- **MATERIAL FOR THIS EXERCISE**:
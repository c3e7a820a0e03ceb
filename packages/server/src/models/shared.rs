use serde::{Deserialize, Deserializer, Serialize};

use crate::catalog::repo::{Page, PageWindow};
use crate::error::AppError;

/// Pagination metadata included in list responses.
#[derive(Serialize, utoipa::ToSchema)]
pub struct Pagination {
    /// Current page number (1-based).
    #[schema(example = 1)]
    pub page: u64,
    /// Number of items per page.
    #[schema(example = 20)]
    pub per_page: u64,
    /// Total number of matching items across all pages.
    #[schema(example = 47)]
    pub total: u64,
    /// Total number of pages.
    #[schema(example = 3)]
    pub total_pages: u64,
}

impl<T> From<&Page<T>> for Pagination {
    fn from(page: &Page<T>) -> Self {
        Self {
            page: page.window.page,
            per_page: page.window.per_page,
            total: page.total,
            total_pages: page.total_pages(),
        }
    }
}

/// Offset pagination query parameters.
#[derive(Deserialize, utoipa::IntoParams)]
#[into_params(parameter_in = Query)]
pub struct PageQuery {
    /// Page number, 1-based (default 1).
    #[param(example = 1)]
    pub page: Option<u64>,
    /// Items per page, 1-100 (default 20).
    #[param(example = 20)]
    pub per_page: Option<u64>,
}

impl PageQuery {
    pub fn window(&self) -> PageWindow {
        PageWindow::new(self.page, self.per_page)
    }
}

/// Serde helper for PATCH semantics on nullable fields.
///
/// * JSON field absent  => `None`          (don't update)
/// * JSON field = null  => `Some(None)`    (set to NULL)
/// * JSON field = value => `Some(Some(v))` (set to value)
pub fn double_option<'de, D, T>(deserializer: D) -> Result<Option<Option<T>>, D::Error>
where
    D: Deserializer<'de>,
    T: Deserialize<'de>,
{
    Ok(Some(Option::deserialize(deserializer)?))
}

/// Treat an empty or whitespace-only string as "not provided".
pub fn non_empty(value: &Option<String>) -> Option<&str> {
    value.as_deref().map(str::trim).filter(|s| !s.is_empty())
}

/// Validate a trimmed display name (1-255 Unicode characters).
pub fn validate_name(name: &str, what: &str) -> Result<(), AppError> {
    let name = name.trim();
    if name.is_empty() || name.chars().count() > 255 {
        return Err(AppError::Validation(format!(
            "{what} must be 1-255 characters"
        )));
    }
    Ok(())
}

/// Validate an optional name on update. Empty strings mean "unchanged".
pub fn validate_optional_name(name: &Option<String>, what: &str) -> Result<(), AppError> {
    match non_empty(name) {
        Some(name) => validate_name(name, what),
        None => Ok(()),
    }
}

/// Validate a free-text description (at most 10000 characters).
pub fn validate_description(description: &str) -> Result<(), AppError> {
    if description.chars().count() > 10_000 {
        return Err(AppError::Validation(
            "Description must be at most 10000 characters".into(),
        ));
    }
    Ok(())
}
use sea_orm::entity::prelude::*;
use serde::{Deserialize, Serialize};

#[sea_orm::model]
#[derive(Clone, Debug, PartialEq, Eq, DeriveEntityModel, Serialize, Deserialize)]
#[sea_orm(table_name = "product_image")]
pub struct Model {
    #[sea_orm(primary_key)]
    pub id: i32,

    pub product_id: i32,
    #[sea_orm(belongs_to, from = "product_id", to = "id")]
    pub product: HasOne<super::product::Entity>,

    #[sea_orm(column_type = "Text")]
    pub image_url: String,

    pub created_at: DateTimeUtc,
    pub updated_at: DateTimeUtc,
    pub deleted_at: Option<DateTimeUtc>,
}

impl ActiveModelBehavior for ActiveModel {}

- **ABOUT THIS EXERCISE**: Within the entries, find all lines holding "example" and copy each one.

- **RESPONSE FOR THIS EXERCISE**:
    #[schema(example = 1)]
    #[schema(example = 20)]
    #[schema(example = 47)]
    #[schema(example = 3)]
    #[param(example = 1)]
    #[param(example = 20)]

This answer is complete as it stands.